About this task: In the data below, which lines contain "base"? List them by copying each one.

(Stored data entries)

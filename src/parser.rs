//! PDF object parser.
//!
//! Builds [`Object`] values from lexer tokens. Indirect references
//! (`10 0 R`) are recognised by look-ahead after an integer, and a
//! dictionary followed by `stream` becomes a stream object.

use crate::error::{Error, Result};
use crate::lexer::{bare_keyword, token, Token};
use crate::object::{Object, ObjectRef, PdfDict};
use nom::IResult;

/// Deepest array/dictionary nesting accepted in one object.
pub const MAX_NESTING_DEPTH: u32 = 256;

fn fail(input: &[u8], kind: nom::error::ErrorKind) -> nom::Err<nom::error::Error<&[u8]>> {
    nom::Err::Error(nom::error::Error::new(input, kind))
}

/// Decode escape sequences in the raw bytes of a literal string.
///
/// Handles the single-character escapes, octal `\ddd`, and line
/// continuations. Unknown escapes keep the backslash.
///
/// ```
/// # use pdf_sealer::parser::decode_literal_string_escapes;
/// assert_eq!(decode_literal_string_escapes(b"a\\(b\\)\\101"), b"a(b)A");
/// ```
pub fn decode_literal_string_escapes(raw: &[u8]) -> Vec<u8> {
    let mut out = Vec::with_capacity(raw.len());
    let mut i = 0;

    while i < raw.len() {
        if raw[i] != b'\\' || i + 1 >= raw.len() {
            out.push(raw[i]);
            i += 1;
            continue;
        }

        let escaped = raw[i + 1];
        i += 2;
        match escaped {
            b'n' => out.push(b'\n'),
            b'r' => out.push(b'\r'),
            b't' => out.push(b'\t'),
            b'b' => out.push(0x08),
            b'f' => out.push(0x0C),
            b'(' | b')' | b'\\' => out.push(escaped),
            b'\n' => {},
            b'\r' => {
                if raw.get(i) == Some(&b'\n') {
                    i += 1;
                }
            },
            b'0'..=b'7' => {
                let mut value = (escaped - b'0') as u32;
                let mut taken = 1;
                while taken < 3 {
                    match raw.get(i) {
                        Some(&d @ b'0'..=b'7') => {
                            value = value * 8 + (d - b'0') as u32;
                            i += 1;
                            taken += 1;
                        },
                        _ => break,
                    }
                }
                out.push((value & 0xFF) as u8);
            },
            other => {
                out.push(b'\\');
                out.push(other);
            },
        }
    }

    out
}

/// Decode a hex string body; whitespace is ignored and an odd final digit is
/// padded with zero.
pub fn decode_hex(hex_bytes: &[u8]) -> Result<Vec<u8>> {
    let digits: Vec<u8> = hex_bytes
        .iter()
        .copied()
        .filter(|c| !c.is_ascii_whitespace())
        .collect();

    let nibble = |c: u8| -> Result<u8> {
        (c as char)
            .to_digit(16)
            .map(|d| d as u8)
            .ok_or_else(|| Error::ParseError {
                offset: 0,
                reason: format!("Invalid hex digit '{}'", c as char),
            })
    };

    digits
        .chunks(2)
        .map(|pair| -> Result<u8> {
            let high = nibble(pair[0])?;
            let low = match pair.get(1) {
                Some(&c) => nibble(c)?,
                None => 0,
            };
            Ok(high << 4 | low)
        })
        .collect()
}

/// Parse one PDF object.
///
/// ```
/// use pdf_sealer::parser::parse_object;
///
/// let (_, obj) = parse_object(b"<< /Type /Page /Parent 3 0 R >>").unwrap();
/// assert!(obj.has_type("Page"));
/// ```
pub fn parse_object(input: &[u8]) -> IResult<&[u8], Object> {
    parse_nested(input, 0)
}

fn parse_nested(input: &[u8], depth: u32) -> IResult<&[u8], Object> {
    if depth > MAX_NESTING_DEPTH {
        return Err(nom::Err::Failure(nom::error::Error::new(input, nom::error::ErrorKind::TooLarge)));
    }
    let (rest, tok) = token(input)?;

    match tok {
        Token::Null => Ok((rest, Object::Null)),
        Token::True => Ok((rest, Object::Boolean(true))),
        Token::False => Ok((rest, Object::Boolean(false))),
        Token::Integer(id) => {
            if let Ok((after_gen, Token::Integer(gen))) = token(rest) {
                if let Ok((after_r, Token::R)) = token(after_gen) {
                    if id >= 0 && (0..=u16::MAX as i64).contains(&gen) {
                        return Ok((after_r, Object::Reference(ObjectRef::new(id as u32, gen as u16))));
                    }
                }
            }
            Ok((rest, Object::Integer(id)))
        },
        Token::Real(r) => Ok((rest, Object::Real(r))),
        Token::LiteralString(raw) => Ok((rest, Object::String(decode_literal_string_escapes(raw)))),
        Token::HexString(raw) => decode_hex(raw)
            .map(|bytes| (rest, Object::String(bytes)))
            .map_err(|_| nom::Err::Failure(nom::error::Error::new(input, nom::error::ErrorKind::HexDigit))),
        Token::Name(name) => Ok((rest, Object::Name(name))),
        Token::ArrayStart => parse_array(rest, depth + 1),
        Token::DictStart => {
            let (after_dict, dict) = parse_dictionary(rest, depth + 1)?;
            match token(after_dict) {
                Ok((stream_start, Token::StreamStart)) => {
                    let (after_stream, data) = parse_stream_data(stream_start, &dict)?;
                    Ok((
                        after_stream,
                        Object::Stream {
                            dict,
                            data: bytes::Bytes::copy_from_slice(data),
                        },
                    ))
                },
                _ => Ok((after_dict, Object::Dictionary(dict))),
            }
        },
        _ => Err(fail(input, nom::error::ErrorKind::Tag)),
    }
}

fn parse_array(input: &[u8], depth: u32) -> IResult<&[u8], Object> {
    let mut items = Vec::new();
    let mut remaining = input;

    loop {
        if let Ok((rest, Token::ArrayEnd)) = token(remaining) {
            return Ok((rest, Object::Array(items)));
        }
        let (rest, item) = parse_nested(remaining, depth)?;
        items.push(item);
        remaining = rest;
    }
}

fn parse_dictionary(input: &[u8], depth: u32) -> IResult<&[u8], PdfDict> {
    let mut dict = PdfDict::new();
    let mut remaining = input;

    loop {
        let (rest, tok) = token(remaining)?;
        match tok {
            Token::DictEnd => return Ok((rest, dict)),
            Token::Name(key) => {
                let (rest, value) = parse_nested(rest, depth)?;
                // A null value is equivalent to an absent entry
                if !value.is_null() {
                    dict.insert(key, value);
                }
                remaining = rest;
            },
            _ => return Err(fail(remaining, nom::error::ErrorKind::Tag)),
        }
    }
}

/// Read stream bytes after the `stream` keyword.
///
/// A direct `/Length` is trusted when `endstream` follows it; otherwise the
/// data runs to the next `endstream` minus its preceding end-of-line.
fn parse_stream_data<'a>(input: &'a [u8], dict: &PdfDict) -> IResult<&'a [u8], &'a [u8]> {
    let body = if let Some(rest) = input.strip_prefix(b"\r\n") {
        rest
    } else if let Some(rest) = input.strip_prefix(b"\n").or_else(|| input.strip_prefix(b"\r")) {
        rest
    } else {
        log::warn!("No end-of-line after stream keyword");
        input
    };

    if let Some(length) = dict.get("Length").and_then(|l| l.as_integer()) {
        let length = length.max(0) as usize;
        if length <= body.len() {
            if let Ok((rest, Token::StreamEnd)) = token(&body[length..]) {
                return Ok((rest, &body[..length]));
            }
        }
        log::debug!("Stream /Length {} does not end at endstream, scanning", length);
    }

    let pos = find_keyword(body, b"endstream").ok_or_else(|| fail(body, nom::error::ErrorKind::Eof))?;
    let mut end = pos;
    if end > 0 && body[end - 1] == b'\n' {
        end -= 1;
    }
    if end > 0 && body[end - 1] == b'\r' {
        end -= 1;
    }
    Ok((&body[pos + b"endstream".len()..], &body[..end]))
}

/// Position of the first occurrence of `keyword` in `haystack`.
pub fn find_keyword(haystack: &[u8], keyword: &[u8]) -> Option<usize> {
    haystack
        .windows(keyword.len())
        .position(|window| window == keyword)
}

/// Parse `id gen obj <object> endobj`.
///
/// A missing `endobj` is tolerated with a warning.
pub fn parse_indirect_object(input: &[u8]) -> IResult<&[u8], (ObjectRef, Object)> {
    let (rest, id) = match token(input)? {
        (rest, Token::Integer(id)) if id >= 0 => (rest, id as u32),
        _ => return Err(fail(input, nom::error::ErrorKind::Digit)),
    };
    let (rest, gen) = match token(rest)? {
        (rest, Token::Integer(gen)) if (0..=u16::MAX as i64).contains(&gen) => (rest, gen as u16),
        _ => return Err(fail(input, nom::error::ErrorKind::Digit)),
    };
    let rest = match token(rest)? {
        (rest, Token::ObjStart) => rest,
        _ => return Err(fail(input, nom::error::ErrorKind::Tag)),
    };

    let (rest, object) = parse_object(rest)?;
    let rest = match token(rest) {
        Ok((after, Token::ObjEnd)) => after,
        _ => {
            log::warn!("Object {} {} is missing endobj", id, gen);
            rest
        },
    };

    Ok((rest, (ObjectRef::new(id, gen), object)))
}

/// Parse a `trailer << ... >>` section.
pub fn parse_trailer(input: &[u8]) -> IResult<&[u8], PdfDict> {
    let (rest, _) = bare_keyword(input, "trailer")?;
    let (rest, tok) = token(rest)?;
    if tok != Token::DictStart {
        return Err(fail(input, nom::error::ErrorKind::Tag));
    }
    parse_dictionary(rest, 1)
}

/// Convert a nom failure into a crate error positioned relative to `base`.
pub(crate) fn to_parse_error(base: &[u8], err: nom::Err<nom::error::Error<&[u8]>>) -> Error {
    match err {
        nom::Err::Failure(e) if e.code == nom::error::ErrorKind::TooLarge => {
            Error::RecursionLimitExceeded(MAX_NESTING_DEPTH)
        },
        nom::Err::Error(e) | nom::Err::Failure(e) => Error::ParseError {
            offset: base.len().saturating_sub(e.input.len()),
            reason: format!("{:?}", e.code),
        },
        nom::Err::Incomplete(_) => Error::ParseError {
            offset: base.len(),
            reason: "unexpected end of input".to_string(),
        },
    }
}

Solution to this exercise:
/// Convert a nom failure into a crate error positioned relative to `base`.
pub(crate) fn to_parse_error(base: &[u8], err: nom::Err<nom::error::Error<&[u8]>>) -> Error {
            offset: base.len().saturating_sub(e.input.len()),
            offset: base.len(),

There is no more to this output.